Zackary Lowell Stentz is an American writer and producer of film and television, journalist, novelist, and teacher, best known for his work on Marvel properties with former writing partner Ashley Edward Miller.

==Career==
Stentz graduated from UC Santa Cruz with a degree in journalism. As a journalist, he wrote and edited for publications such as The Economist, Esquire, Sports Illustrated, and Entertainment Weekly. In addition, he was an environmental activist for Earth First! in the early 1990s.

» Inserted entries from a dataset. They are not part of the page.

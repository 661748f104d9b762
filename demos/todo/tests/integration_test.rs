//! Integration tests for the todos module
//!
//! These run the module through a real `Store` with a scripted HTTP
//! collaborator standing in for the JSON API.

#![allow(clippy::unwrap_used, clippy::expect_used, clippy::panic)] // Test code can use unwrap/expect/panic

use revux_core::RequestStatus;
use revux_core::environment::Clock;
use revux_core::http::Method;
use revux_runtime::{ApiOutcome, Module, ModuleEnvironment, Store};
use revux_testing::{MockHttpClient, test_clock};
use serde_json::{Value, json};
use std::sync::Arc;
use todo::{
    ADD_TODO, DELETE_TODO, GET_TODOS, SELECT_TODO, Todo, TodoState, UPDATE_TODO, todos_module,
};

fn setup() -> (Module<TodoState>, Arc<MockHttpClient>) {
    let todos = todos_module().unwrap();
    let store = Arc::new(Store::builder().module(&todos).unwrap().build());
    let http = Arc::new(MockHttpClient::new());
    let env = ModuleEnvironment::new(http.clone()).with_clock(Arc::new(test_clock()));
    todos.bind_store(store, env).unwrap();
    (todos, http)
}

fn api_todos(count: i64) -> Value {
    Value::Array(
        (1..=count)
            .map(|id| json!({ "userId": 1, "id": id, "title": format!("todo {id}"), "completed": false }))
            .collect(),
    )
}

async fn loaded() -> (Module<TodoState>, Arc<MockHttpClient>) {
    let (todos, http) = setup();
    http.respond_json(Method::Get, "/todos", api_todos(6));
    assert_eq!(todos.dispatch_api(GET_TODOS, Value::Null).await.unwrap(), ApiOutcome::Success);
    (todos, http)
}

#[tokio::test]
async fn test_get_todos_keeps_first_five() {
    let (todos, _http) = loaded().await;

    let list: Vec<Todo> = todos.get("todos").unwrap();
    assert_eq!(list.iter().map(|t| t.id).collect::<Vec<_>>(), vec![1, 2, 3, 4, 5]);
    assert_eq!(list[0].user_id, Some(1));
    assert!(todos.requests(GET_TODOS).unwrap().is_success());
}

#[tokio::test]
async fn test_get_todos_is_pending_while_in_flight() {
    let (todos, http) = setup();
    http.respond_json(Method::Get, "/todos", api_todos(2));
    let gate = http.hold(Method::Get, "/todos");

    assert!(todos.requests(GET_TODOS).unwrap().is_pending_or_empty());

    let load = todos.dispatch_api(GET_TODOS, Value::Null);
    let observe = async {
        http.wait_for_requests(1).await;
        let status = todos.requests(GET_TODOS).unwrap();
        gate.release();
        status
    };
    let (outcome, during) = tokio::join!(load, observe);

    assert!(during.is_pending());
    assert_eq!(during.requested_at(), Some(test_clock().now()));
    assert!(outcome.unwrap().is_success());
    assert_eq!(todos.state().unwrap().count(), 2);
}

#[tokio::test]
async fn test_add_todo_posts_payload_and_inserts_response() {
    let (todos, http) = loaded().await;
    http.respond_json(
        Method::Post,
        "/todos",
        json!({ "id": 201, "title": "Buy milk", "completed": false }),
    );

    let outcome = todos
        .dispatch_api(ADD_TODO, json!({ "title": "Buy milk", "completed": false }))
        .await
        .unwrap();

    assert!(outcome.is_success());
    let state = todos.state().unwrap();
    assert_eq!(state.count(), 6);
    assert_eq!(state.get(201).map(|t| t.title.as_str()), Some("Buy milk"));

    let sent = http.requests().pop().unwrap();
    assert_eq!(sent.method, Method::Post);
    assert_eq!(sent.body, Some(json!({ "title": "Buy milk", "completed": false })));
}

#[tokio::test]
async fn test_update_status_is_tracked_per_todo() {
    let (todos, http) = loaded().await;
    http.respond_json(
        Method::Patch,
        "/todos/2",
        json!({ "id": 2, "title": "todo 2", "completed": true }),
    );
    http.fail(Method::Patch, "/todos/3", 500, json!({ "message": "server down" }));

    let first = todos
        .dispatch_api(UPDATE_TODO, json!({ "id": 2, "completed": true }))
        .await
        .unwrap();
    let second = todos
        .dispatch_api(UPDATE_TODO, json!({ "id": 3, "completed": true }))
        .await
        .unwrap();

    assert_eq!(first, ApiOutcome::Success);
    assert_eq!(second, ApiOutcome::Failure);

    let updated = todos.requests("UPDATE_TODO%2").unwrap();
    let failed = todos.requests("UPDATE_TODO%3").unwrap();
    assert_eq!(updated.status(), RequestStatus::Success);
    assert_eq!(failed.status(), RequestStatus::Error);
    assert_eq!(failed.error_message().as_deref(), Some("server down"));
    assert_eq!(todos.requests("UPDATE_TODO%4").unwrap().status(), RequestStatus::Unset);
    assert!(!todos.requests(UPDATE_TODO).unwrap().was_requested());

    let state = todos.state().unwrap();
    assert!(state.get(2).unwrap().completed);
    assert!(!state.get(3).unwrap().completed);
}

#[tokio::test]
async fn test_delete_removes_todo_only_on_success() {
    let (todos, http) = loaded().await;
    http.respond_json(Method::Delete, "/todos/1", json!({}));
    http.fail(Method::Delete, "/todos/4", 404, json!({ "message": "not found" }));

    todos.dispatch_api(DELETE_TODO, json!({ "id": 1 })).await.unwrap();
    todos.dispatch_api(DELETE_TODO, json!({ "id": 4 })).await.unwrap();

    let state = todos.state().unwrap();
    assert!(state.get(1).is_none());
    assert!(state.get(4).is_some());
    assert_eq!(state.count(), 4);
    assert!(todos.requests("DELETE_TODO%1").unwrap().is_success());
    assert!(todos.requests("DELETE_TODO%4").unwrap().is_error());
}

#[tokio::test]
async fn test_select_todo_sets_selected_id() {
    let (todos, _http) = loaded().await;

    todos.dispatch(SELECT_TODO, json!({ "id": 3 })).unwrap();

    let selected: Option<i64> = todos.get("selectedTodoId").unwrap();
    assert_eq!(selected, Some(3));
    assert_eq!(todos.state().unwrap().selected().map(|t| t.id), Some(3));
}
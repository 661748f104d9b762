//! # Revux Testing
//!
//! Testing utilities and helpers for Revux modules.
//!
//! This crate provides:
//! - Mock implementations of the environment traits (`FixedClock`,
//!   `MockHttpClient`)
//! - A fluent given/when/then harness for reducers (`ReducerTest`)
//! - Property-based testing strategies
//!
//! ## Example
//!
//! ```
//! use revux_core::environment::HttpClient;
//! use revux_core::http::{ApiRequest, Method};
//! use revux_testing::MockHttpClient;
//! use serde_json::json;
//!
//! # #[tokio::main(flavor = "current_thread")]
//! # async fn main() {
//! let http = MockHttpClient::new();
//! http.respond_json(Method::Get, "/todos", json!([{ "id": 1 }]));
//!
//! let response = http.execute(ApiRequest::get("/todos").to_http_request()).await;
//! assert_eq!(response.map(|r| r.data), Ok(json!([{ "id": 1 }])));
//! assert_eq!(http.request_count(), 1);
//! # }
//! ```

use chrono::{DateTime, Utc};
use revux_core::environment::Clock;


/// Mock implementations for testing.
pub mod mocks {
    use super::{Clock, DateTime, Utc};
    use revux_core::environment::{HttpClient, HttpFuture};
    use revux_core::http::{HttpError, HttpRequest, HttpResponse, Method};
    use serde_json::Value;
    use std::collections::{HashMap, VecDeque};
    use std::sync::{Arc, Mutex, MutexGuard, PoisonError};
    use tokio::sync::Semaphore;

    /// Fixed clock for deterministic tests
    ///
    /// Always returns the same time, making tests reproducible.
    ///
    /// # Example
    ///
    /// ```
    /// use revux_testing::mocks::FixedClock;
    /// use revux_core::environment::Clock;
    /// use chrono::Utc;
    ///
    /// let clock = FixedClock::new(Utc::now());
    /// let time1 = clock.now();
    /// let time2 = clock.now();
    /// assert_eq!(time1, time2); // Always the same!
    /// ```
    #[derive(Debug, Clone)]
    pub struct FixedClock {
        time: DateTime<Utc>,
    }

    impl FixedClock {
        /// Create a new fixed clock with the given time
        #[must_use]
        pub const fn new(time: DateTime<Utc>) -> Self {
            Self { time }
        }
    }

    impl Clock for FixedClock {
        fn now(&self) -> DateTime<Utc> {
            self.time
        }
    }

    /// Create a default fixed clock for tests (2025-01-01 00:00:00 UTC)
    ///
    /// # Panics
    ///
    /// This function will panic if the hardcoded timestamp fails to parse,
    /// which should never happen in practice.
    #[must_use]
    #[allow(clippy::expect_used)]
    pub fn test_clock() -> FixedClock {
        FixedClock::new(
            DateTime::parse_from_rfc3339("2025-01-01T00:00:00Z")
                .expect("hardcoded timestamp should always parse")
                .with_timezone(&Utc),
        )
    }

    type Route = (Method, String);
    type Reply = Result<HttpResponse, HttpError>;

    /// Scripted HTTP collaborator
    ///
    /// Replies are registered per method and URL and consumed in order; the
    /// last reply for a route repeats. Unscripted routes answer with a 404
    /// carrying `{"message": "no route"}`. Every request is recorded.
    ///
    /// A route can be held with [`hold`](Self::hold): requests to it are
    /// recorded but do not complete until the returned [`Gate`] releases
    /// them, which lets a test observe the pending state mid-flight.
    #[derive(Debug, Default)]
    pub struct MockHttpClient {
        replies: Mutex<HashMap<Route, VecDeque<Reply>>>,
        gates: Mutex<HashMap<Route, Arc<Semaphore>>>,
        requests: Mutex<Vec<HttpRequest>>,
    }

    impl MockHttpClient {
        /// A client with no scripted replies
        #[must_use]
        pub fn new() -> Self {
            Self::default()
        }

        /// Queue a reply for a route
        pub fn respond(&self, method: Method, url: impl Into<String>, reply: Reply) {
            lock(&self.replies)
                .entry((method, url.into()))
                .or_default()
                .push_back(reply);
        }

        /// Queue a 200 reply with a JSON body
        pub fn respond_json(&self, method: Method, url: impl Into<String>, body: Value) {
            self.respond(method, url, Ok(HttpResponse::ok(body)));
        }

        /// Queue an error reply with a status and JSON body
        pub fn fail(&self, method: Method, url: impl Into<String>, status: u16, body: Value) {
            self.respond(
                method,
                url,
                Err(HttpError::Status {
                    status,
                    body: Some(body),
                }),
            );
        }

        /// Hold requests to a route until released
        pub fn hold(&self, method: Method, url: impl Into<String>) -> Gate {
            let semaphore = Arc::new(Semaphore::new(0));
            lock(&self.gates).insert((method, url.into()), Arc::clone(&semaphore));
            Gate { semaphore }
        }

        /// All requests received so far, in arrival order
        #[must_use]
        pub fn requests(&self) -> Vec<HttpRequest> {
            lock(&self.requests).clone()
        }

        /// Number of requests received so far
        #[must_use]
        pub fn request_count(&self) -> usize {
            lock(&self.requests).len()
        }

        /// Wait until at least `count` requests have arrived
        pub async fn wait_for_requests(&self, count: usize) {
            while self.request_count() < count {
                tokio::task::yield_now().await;
            }
        }

        fn next_reply(&self, route: &Route) -> Reply {
            let mut replies = lock(&self.replies);
            let reply = match replies.get_mut(route) {
                Some(queue) if queue.len() > 1 => queue.pop_front(),
                Some(queue) => queue.front().cloned(),
                None => None,
            };
            reply.unwrap_or_else(|| {
                Err(HttpError::Status {
                    status: 404,
                    body: Some(serde_json::json!({ "message": "no route" })),
                })
            })
        }

        async fn handle(&self, request: HttpRequest) -> Reply {
            let route = (request.method, request.url.clone());
            lock(&self.requests).push(request);

            let gate = lock(&self.gates).get(&route).cloned();
            if let Some(gate) = gate {
                let permit = gate
                    .acquire()
                    .await
                    .map_err(|e| HttpError::Transport(e.to_string()))?;
                permit.forget();
            }

            self.next_reply(&route)
        }
    }

    impl HttpClient for MockHttpClient {
        fn execute(&self, request: HttpRequest) -> HttpFuture<'_> {
            Box::pin(self.handle(request))
        }
    }

    /// Releases requests held by [`MockHttpClient::hold`]
    #[derive(Debug, Clone)]
    pub struct Gate {
        semaphore: Arc<Semaphore>,
    }

    impl Gate {
        /// Let one held request complete
        pub fn release(&self) {
            self.semaphore.add_permits(1);
        }

        /// Fail every held and future request on this route
        pub fn close(&self) {
            self.semaphore.close();
        }
    }

    fn lock<T>(mutex: &Mutex<T>) -> MutexGuard<'_, T> {
        mutex.lock().unwrap_or_else(PoisonError::into_inner)
    }
}

/// Property-based testing utilities using proptest.
pub mod properties {
    use proptest::prelude::*;
    use revux_core::RequestKey;
    use serde_json::{Value, json};

    /// Action names as they appear in module definitions
    pub fn action_name() -> impl Strategy<Value = String> {
        "[A-Z][A-Z_]{0,15}"
    }

    /// Request keys, with and without a discriminator
    pub fn request_key() -> impl Strategy<Value = RequestKey> {
        (action_name(), proptest::option::of("[a-z0-9]{1,6}"))
            .prop_map(|(action, discriminator)| RequestKey::new(&action, discriminator.as_deref()))
    }

    /// Small flat JSON object payloads
    pub fn payload() -> impl Strategy<Value = Value> {
        proptest::collection::btree_map("[a-z]{1,6}", any::<i64>(), 0..5)
            .prop_map(|fields| json!(fields))
    }
}

// Re-export commonly used items
pub use mocks::{FixedClock, Gate, MockHttpClient, test_clock};
pub use reducer_test::ReducerTest;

After graduating from UC Santa Cruz with a degree in journalism, he worked for Metro Silicon Valley, writing about television, books and popular culture, as well as the Sonoma County Independent (now the North Bay Bohemian) In 1997, publisher Dan Pulcrano tapped Stentz to oversee Metro's rebranding and launch of its San Francisco monthly, The Metropolitan.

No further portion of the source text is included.